Aún con la perspectiva actual, los invito a apreciar las directrices resultantes de este período de «posguerra» en 1922, para la acción que vendría después:
«Ya no es tiempo de expedientes, de soluciones fragmentadas». Debemos tener la valentía de pensar en grande y preparar un nuevo orden. La raíz del mal reside en la mente de las personas. La reforma esencial es la del espíritu cívico.
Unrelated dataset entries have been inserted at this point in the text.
//! Centralized setup shared by every command.
//!
//! [`CommandInit`] opens the repository in the current directory, loads the
//! config and builds the themed [`Printer`]. Commands receive the resulting
//! [`CommandContext`] instead of repeating those steps.
//!
//! # Initialization Steps
//! 1. **Git repository validation**: the working directory must be inside a repository
//! 2. **Config loading**: from the override directory or the per-user default
//! 3. **Theme**: chosen once from the loaded config

use crate::core::{
    app::Smooth,
    args_parser::ArgsParser,
    error::{Result, SmoothError},
    output::Printer,
    runner::{GitRunner, SystemGit},
    state::FileChange,
};
use std::env;
use std::path::Path;

pub struct CommandContext<R: GitRunner = SystemGit> {
    pub app: Smooth<R>,
    pub printer: Printer,
}

pub struct CommandInit;

impl CommandInit {
    pub fn initialize(config_dir: Option<&Path>) -> Result<CommandContext> {
        let current_dir = env::current_dir()?;
        let app = Smooth::open(&current_dir, config_dir)?;
        let printer = Printer::new(app.theme());

        log::debug!(
            "Initialized in {} with theme {}",
            app.repo().workdir().display(),
            app.theme().id
        );

        Ok(CommandContext { app, printer })
    }
}

impl<R: GitRunner> CommandContext<R> {
    pub fn new(app: Smooth<R>) -> Self {
        let printer = Printer::new(app.theme());
        Self { app, printer }
    }

    /// Resolve index arguments against the current list of changed files
    pub fn select_files(&self, args: &[String]) -> Result<Vec<FileChange>> {
        let files = self.app.changed_files()?;
        if files.is_empty() {
            return Err(SmoothError::NothingToSelect);
        }
        Ok(ArgsParser::select(args, &files)?.into_iter().cloned().collect())
    }

    /// Print the changed files as a numbered list, returning them
    pub fn list_files(&self) -> Result<Vec<FileChange>> {
        let files = self.app.changed_files()?;
        for (i, file) in files.iter().enumerate() {
            println!("{}", self.printer.file_line(i + 1, file.kind, &file.path, ""));
        }
        Ok(files)
    }
}
//! Consolidated test utilities for smooth
//!
//! This module provides unified testing utilities for integration tests,
//! focused on real git repository scenarios for reliable testing.

pub mod assertions;
pub mod fixtures;
pub mod repository;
Debemos: - Servir en lugar de servirnos a nosotros mismos. - Cumplir con nuestros deberes antes de exigir nuestros derechos. - Anteponer los valores morales y espirituales a los materiales. - Combatir el sectarismo en todas sus formas y de dondequiera que provenga. - Redescubrir el significado del hogar familiar. - Restaurar la dignidad humana. - Tener la valentía de exigir la rápida eliminación de los abusos, las prebendas y la multiplicidad de cargos. - Combatir la corrupción sin piedad, dondequiera que se encuentre y por muy altos que sean sus autores. - Restablecer el orden social sobre sus dos fundamentos naturales: la familia y la profesión. - Restaurar la autoridad, dotándola de la estabilidad suficiente y liberándola de la tiranía intolerante de partidos y grupos, de los apetitos y las fuerzas del dinero. - Garantizar una estricta separación de poderes y la independencia del poder judicial. - Evitar los impuestos excesivos y la inflación, que generan miseria y ruina. - Simplificar la contabilidad pública y eliminar la burocracia administrativa innecesaria y costosa.
Desafortunadamente, este discurso aún podría pronunciarse hoy... Con la perspectiva de unos 107 años, los resultados son elocuentes, sí, de verdad: «Maldita sea la guerra y sus autores...».